At the end of the year, it can be helpful to reflect back on the past twelve months and consider your firm's wins, identify any opportunities for improvement and gain experience from lessons learned. Looking back at the past year's PracticeEdge articles on solutions and ideas that advisors can use to grow their businesses, we identified a number of key themes and want to reinforce their importance in building your business.
Last month (November 2006), we conducted a supplemental survey of the RIA market to assess topical issues. We asked advisors to tell us the "watchword" or macro theme for their firm for 2007. The results mirrored much of what we've discovered in our research into best practices. Relationships ranked as the number one theme for advisors, with service following closely behind.
Relationships. Advisors ranked "relationships" as their leading watchword for next year, which tells us that building a stronger relationship with clients is the top priority. That's good. But how do you measure or quantify those relationships? Our research indicates that the best firms have a lower ratio of clients to employees, ensuring customers get a high-touch experience, which leads to better client retention. (See PracticeEdge August 2006). As you strive to build higher touch and deeper relationships with clients, consider your own ratio of clients to employees. Would you be better off with larger clients or a certain type of client, rather than a broader cross-section of clients? You could provide a much more high-touch experience if you had fewer clients that have more commonalities. Today's best firms appear to have the ability to attract more profitable clients and give them more personal attention. And those firms with greater staff support proved much more adept at replacing their lower-asset clients with larger more profitable ones. Ultimately, these clients generated higher profits, allowing the larger firms to reinvest, add capacity, and continue to grow.
Consider asking your clients what you can do to better serve them and to enhance your advisory relationship with them. You may be surprised that the answer is something you can easily do–like provide them with more investment education or communicate to them more frequently or in a different way such as via email. By asking the question every year, you can measure your progress on client satisfaction and depth of relationship. It's a good benchmark to have for your firm.

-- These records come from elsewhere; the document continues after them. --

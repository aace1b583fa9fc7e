//! Swipe Brawler: a side-view action platformer driven by two-thumb swipe combat.
//!
//! The library exposes the combat core (gesture classification, enemy behavior,
//! attack lifecycle and contact resolution) as Bevy plugins. `main.rs` adds the
//! window and camera on top.

#[cfg(feature = "dev")]
mod dev_tools;
pub mod gameplay;
pub mod screens;
#[cfg(test)]
pub mod testing;
pub mod third_party;

use bevy::prelude::*;

pub use screens::GameState;

// === Z layers ===

/// Terrain, walls and hazards.
pub const Z_TERRAIN: f32 = 0.0;
/// Player, enemies, mirrors and spawners.
pub const Z_COMBATANT: f32 = 10.0;
/// Attack hitboxes draw above everything they can hit.
pub const Z_ATTACK: f32 = 20.0;

// === System ordering ===

/// One combat tick, in order. Configured as a chain on `Update`.
#[derive(SystemSet, Debug, Clone, Copy, PartialEq, Eq, Hash)]
pub enum GameSet {
    /// Pointer and key input become swipe intents.
    Input,
    /// Enemy behavior selection and mirror steering.
    Ai,
    /// Swipe intents and AI triggers become pending attacks.
    Attack,
    /// Physics contacts are translated and resolved.
    Collision,
    /// Attacks age and follow the player; pending attacks enter the world.
    Lifecycle,
    /// Removed combatants and spent attacks leave the world.
    Death,
}

/// Run condition: the level is live and virtual time is not paused.
pub fn gameplay_running(state: Option<Res<State<GameState>>>, time: Res<Time<Virtual>>) -> bool {
    state.is_some_and(|state| *state.get() == GameState::InGame) && !time.is_paused()
}

/// Configures the combat tick ordering on `Update`.
pub fn configure_sets(app: &mut App) {
    app.configure_sets(
        Update,
        (
            GameSet::Input,
            GameSet::Ai,
            GameSet::Attack,
            GameSet::Collision,
            GameSet::Lifecycle,
            GameSet::Death,
        )
            .chain(),
    );
}

/// Full game plugin: physics, states and gameplay.
pub fn plugin(app: &mut App) {
    configure_sets(app);
    app.add_plugins((third_party::plugin, screens::plugin, gameplay::plugin));

    #[cfg(feature = "dev")]
    app.add_plugins(dev_tools::plugin);
}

Service. Our research shows that the best practice firms offer a narrower range of services–which counter-intuitively translates into a more profitable business. In fact, top firms offer six or fewer services to their clients. Your takeaway is to evaluate your existing service offering and decide how much value they bring to your clients. Are they the right services for your clients? How good are you at offering them? (PracticeEdge, March 2006). Determining your optimal list of services may be a challenge. You may need to rank your clients and cross-reference it with the services they use to determine how important each service is to your business. And don't forget profitability. Knowing which services benefit your business the most is essential.
Alternative investments. In order to better meet client expectations and help them achieve their goals, advisors are increasingly turning to alternative investments. Our latest November 2006 supplemental survey reveals that nearly half of advisors (45%) expect to increase their use of alternative investment products by at least 25% in the next five years.
Advisors have turned to alternative investments for a variety of reasons–different investment techniques (40%), seeking absolute returns (38%), filling portfolio allocations (29%), addressing portfolio correlations (28%) and seeking unique vehicle structures (25%). One interesting point is that advisors have told us that many of your clients, especially retirees, are tentative about investing in alternatives–mostly due to a lack of understanding. This brings us back full circle to relationships. If you have a strong relationship with your clients and they have buy-in and trust with the way you manage their money for them, they'll be increasingly loyal to you.